Any resistance in PCB traces will cause a voltage drop between the actual V_BE at the transistor and the measured V_BE at the temperature sensor, which results in a temperature offset. Using three different current level measurements shown in Figure 1-2, a certain amount of series resistance can be canceled out when solving for temperature.

Figure 1-2 ΔV_BE Measurement with Three Currents

Remote temperature sensors are typically calibrated for transistors with an η-factor of 1.008, but transistors may have η-factors that differ from this. If the value is known, an η-factor correction register can be used to correct the error resulting from a deviation of the calibrated η-factor. A combination of offset and η-factor correction settings can correct for both η-factor errors and other system errors that are present. The Remote Temperature Sensor Calibration Tool can calculate the optimal offset and η-factor correction settings for a given data set, and these register settings can be used with devices such as the TMP468, which includes an independent register for each remote input.

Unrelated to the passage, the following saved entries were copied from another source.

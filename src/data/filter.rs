use std::collections::BTreeSet;
use std::fmt;

use super::model::{Dataset, ListingRecord, ValueRange};

// ---------------------------------------------------------------------------
// Choice – a category selection with an "All" sentinel
// ---------------------------------------------------------------------------

/// Label shown for the unconstrained choice.
pub const ALL_LABEL: &str = "All";

/// Selection for a categorical column.
///
/// `All` is a distinct variant, so a real category that happens to be named
/// "All" is still a concrete constraint.
#[derive(Debug, Clone, PartialEq, Eq, Default)]
pub enum Choice {
    #[default]
    All,
    Only(String),
}

impl Choice {
    /// Whether a record's value for this column satisfies the choice.
    /// A missing value matches only `All`.
    pub fn matches(&self, value: Option<&str>) -> bool {
        match self {
            Choice::All => true,
            Choice::Only(wanted) => value == Some(wanted.as_str()),
        }
    }

    /// Widget options: `All` followed by every known value in sorted order.
    pub fn options(values: &BTreeSet<String>) -> Vec<Choice> {
        std::iter::once(Choice::All)
            .chain(values.iter().cloned().map(Choice::Only))
            .collect()
    }
}

impl fmt::Display for Choice {
    fn fmt(&self, f: &mut fmt::Formatter<'_>) -> fmt::Result {
        match self {
            Choice::All => write!(f, "{ALL_LABEL}"),
            Choice::Only(v) => write!(f, "{v}"),
        }
    }
}

// ---------------------------------------------------------------------------
// FilterSelection – the user's current constraints
// ---------------------------------------------------------------------------

#[derive(Debug, Clone, PartialEq)]
pub struct FilterSelection {
    pub price: ValueRange<f64>,
    pub year: ValueRange<i32>,
    pub condition: Choice,
    pub body_type: Choice,
}

impl FilterSelection {
    /// Selection covering the whole dataset: observed ranges, both categories `All`.
    pub fn full(dataset: &Dataset) -> Self {
        FilterSelection {
            price: dataset.price_range,
            year: dataset.year_range,
            condition: Choice::All,
            body_type: Choice::All,
        }
    }

    /// Re-clamp both ranges to the dataset's observed bounds.
    pub fn clamped(&self, dataset: &Dataset) -> Self {
        FilterSelection {
            price: self.price.clamp_to(&dataset.price_range),
            year: self.year.clamp_to(&dataset.year_range),
            condition: self.condition.clone(),
            body_type: self.body_type.clone(),
        }
    }

    /// The inclusion predicate.
    ///
    /// A missing price or model year never satisfies its range, so such a
    /// record is always excluded, whatever the bounds.
    pub fn admits(&self, record: &ListingRecord) -> bool {
        record.price.is_some_and(|p| self.price.contains(p))
            && record.model_year.is_some_and(|y| self.year.contains(y))
            && self.condition.matches(record.condition.as_deref())
            && self.body_type.matches(record.body_type.as_deref())
    }
}

// ---------------------------------------------------------------------------
// FilteredView – rows of the dataset that pass the selection
// ---------------------------------------------------------------------------

/// A borrowed subset of the dataset, stored as row indices in file order.
#[derive(Debug, Clone)]
pub struct FilteredView<'a> {
    dataset: &'a Dataset,
    indices: Vec<usize>,
}

impl<'a> FilteredView<'a> {
    /// Number of rows in the view.
    pub fn len(&self) -> usize {
        self.indices.len()
    }

    pub fn is_empty(&self) -> bool {
        self.indices.is_empty()
    }

    /// Row indices into the dataset.
    pub fn indices(&self) -> &[usize] {
        &self.indices
    }

    /// Iterate over the rows of the view in dataset order.
    pub fn records(&self) -> impl Iterator<Item = &'a ListingRecord> + '_ {
        let dataset = self.dataset;
        self.indices.iter().map(move |&i| &dataset.records[i])
    }
}

/// Return the view of `dataset` that satisfies every predicate of `selection`.
pub fn evaluate<'a>(dataset: &'a Dataset, selection: &FilterSelection) -> FilteredView<'a> {
    let indices = dataset
        .records
        .iter()
        .enumerate()
        .filter(|(_, record)| selection.admits(record))
        .map(|(i, _)| i)
        .collect();
    FilteredView { dataset, indices }
}
//! Writes a synthetic `vehicles_us.csv` in the same layout as the real
//! listings export, for trying the dashboard without the original data.

/// Minimal deterministic PRNG (xoshiro256**)
struct SimpleRng {
    state: [u64; 4],
}

impl SimpleRng {
    fn new(seed: u64) -> Self {
        let mut s = [0u64; 4];
        let mut x = seed;
        for slot in &mut s {
            x = x.wrapping_mul(6364136223846793005).wrapping_add(1);
            *slot = x;
        }
        SimpleRng { state: s }
    }

    fn next_u64(&mut self) -> u64 {
        let result = (self.state[1].wrapping_mul(5))
            .rotate_left(7)
            .wrapping_mul(9);
        let t = self.state[1] << 17;
        self.state[2] ^= self.state[0];
        self.state[3] ^= self.state[1];
        self.state[1] ^= self.state[2];
        self.state[0] ^= self.state[3];
        self.state[2] ^= t;
        self.state[3] = self.state[3].rotate_left(45);
        result
    }

    fn next_f64(&mut self) -> f64 {
        (self.next_u64() >> 11) as f64 / (1u64 << 53) as f64
    }

    /// Box-Muller transform for normal distribution
    fn gauss(&mut self, mean: f64, std_dev: f64) -> f64 {
        let u1 = self.next_f64().max(1e-15);
        let u2 = self.next_f64();
        let z = (-2.0 * u1.ln()).sqrt() * (2.0 * std::f64::consts::PI * u2).cos();
        mean + std_dev * z
    }

    fn pick<'a, T>(&mut self, items: &'a [T]) -> &'a T {
        &items[(self.next_u64() % items.len() as u64) as usize]
    }

    /// True with probability `p`.
    fn chance(&mut self, p: f64) -> bool {
        self.next_f64() < p
    }
}

/// (model, body type, price when new)
const MODELS: [(&str, &str, f64); 10] = [
    ("ford f-150", "truck", 42000.0),
    ("chevrolet silverado 1500", "pickup", 40000.0),
    ("toyota camry", "sedan", 26000.0),
    ("honda accord", "sedan", 25000.0),
    ("jeep wrangler", "SUV", 33000.0),
    ("subaru outback", "wagon", 29000.0),
    ("nissan altima", "sedan", 24000.0),
    ("ford mustang", "coupe", 31000.0),
    ("honda odyssey", "mini-van", 34000.0),
    ("bmw x5", "SUV", 60000.0),
];

/// (condition, price multiplier)
const CONDITIONS: [(&str, f64); 6] = [
    ("new", 1.15),
    ("like new", 1.05),
    ("excellent", 1.0),
    ("good", 0.85),
    ("fair", 0.6),
    ("salvage", 0.3),
];

const FUELS: [&str; 3] = ["gas", "gas", "diesel"];
const ROWS: usize = 5000;
const NEWEST_YEAR: i32 = 2019;

fn main() -> anyhow::Result<()> {
    let mut rng = SimpleRng::new(42);
    let output_path = "vehicles_us.csv";
    let mut writer = csv::Writer::from_path(output_path)?;

    writer.write_record([
        "price",
        "model_year",
        "model",
        "condition",
        "cylinders",
        "fuel",
        "odometer",
        "type",
        "days_listed",
    ])?;

    for _ in 0..ROWS {
        let &(model, body_type, new_price) = rng.pick(&MODELS);
        let &(condition, multiplier) = rng.pick(&CONDITIONS);
        let age = (rng.next_f64() * 25.0) as i32;
        let model_year = NEWEST_YEAR - age;

        let odometer = (f64::from(age) * rng.gauss(12000.0, 3000.0)).max(0.0).round();
        let depreciation = 0.88f64.powi(age);
        let price = (new_price * depreciation * multiplier * rng.gauss(1.0, 0.12))
            .max(1.0)
            .round();
        let days_listed = (rng.gauss(40.0, 25.0).abs()).round() as u32;
        let cylinders = if body_type == "sedan" { "4.0" } else { "6.0" };

        // Blanks where the real export has gaps.
        let model_year = if rng.chance(0.07) {
            String::new()
        } else {
            format!("{model_year}.0")
        };
        let odometer = if rng.chance(0.15) {
            String::new()
        } else {
            format!("{odometer:.1}")
        };
        let body_type = if rng.chance(0.02) { "" } else { body_type };

        writer.write_record([
            format!("{price:.0}"),
            model_year,
            model.to_string(),
            condition.to_string(),
            cylinders.to_string(),
            rng.pick(&FUELS).to_string(),
            odometer,
            body_type.to_string(),
            days_listed.to_string(),
        ])?;
    }
    writer.flush()?;

    println!("Wrote {ROWS} listings to {output_path}");
    Ok(())
}
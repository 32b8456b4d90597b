//! Process-wide dataset.
//!
//! The listings table is loaded at most once per process and then shared
//! read-only. `init` performs the load; `get` returns it afterwards. There is
//! no teardown: the dataset lives until the process exits.

use std::path::Path;
use std::sync::{Mutex, OnceLock};

use anyhow::{Context, Result};

use crate::data::loader;
use crate::data::model::Dataset;

static DATASET: OnceLock<Dataset> = OnceLock::new();

/// Serialises the fallible load so two callers racing on first access never
/// read the file twice.
static LOAD_GUARD: Mutex<()> = Mutex::new(());

/// Load the dataset from `path` unless it is already loaded.
///
/// Later calls return the first dataset and ignore their arguments.
pub fn init(path: &Path, delimiter: u8) -> Result<&'static Dataset> {
    if let Some(ds) = DATASET.get() {
        return Ok(ds);
    }

    let _guard = LOAD_GUARD
        .lock()
        .map_err(|_| anyhow::anyhow!("dataset loader lock poisoned"))?;
    if let Some(ds) = DATASET.get() {
        return Ok(ds);
    }

    let dataset = loader::load_file(path, delimiter)
        .with_context(|| format!("loading listings from {}", path.display()))?;
    log::info!(
        "Loaded {} listings from {} ({} conditions, {} vehicle types)",
        dataset.len(),
        path.display(),
        dataset.conditions.len(),
        dataset.body_types.len()
    );
    Ok(DATASET.get_or_init(|| dataset))
}

/// The loaded dataset, or `None` before a successful `init`.
pub fn get() -> Option<&'static Dataset> {
    DATASET.get()
}

#[cfg(test)]
mod tests {
    use super::*;
    use std::io::Write;

    // The store is global, so a single test covers the whole lifecycle.
    #[test]
    fn loads_once_and_ignores_later_paths() {
        let mut file = tempfile::NamedTempFile::new().unwrap();
        writeln!(file, "price,model_year,model,condition,odometer,type,days_listed").unwrap();
        writeln!(file, "1000,2010,civic,fair,200000,sedan,12").unwrap();
        writeln!(file, "5000,2015,camry,good,90000,sedan,40").unwrap();

        let first = init(file.path(), b',').unwrap();
        assert_eq!(first.len(), 2);

        let again = init(Path::new("/definitely/not/here.csv"), b',').unwrap();
        assert!(std::ptr::eq(first, again));
        assert!(std::ptr::eq(get().unwrap(), first));
    }
}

The ratio between the emitter and collector current can be expressed as the reciprocal of beta plus 1 and directly affects temperature readings. Thus, transistors with larger betas experience negligible error due to beta variation, while transistors with beta less than 1 can have large temperature measurement errors as beta approaches 1. Remote temperature sensors with beta compensation, such as the TMP431, can correct for these errors, and devices without beta compensation but with offset and η-factor correction registers can also compensate for beta variation.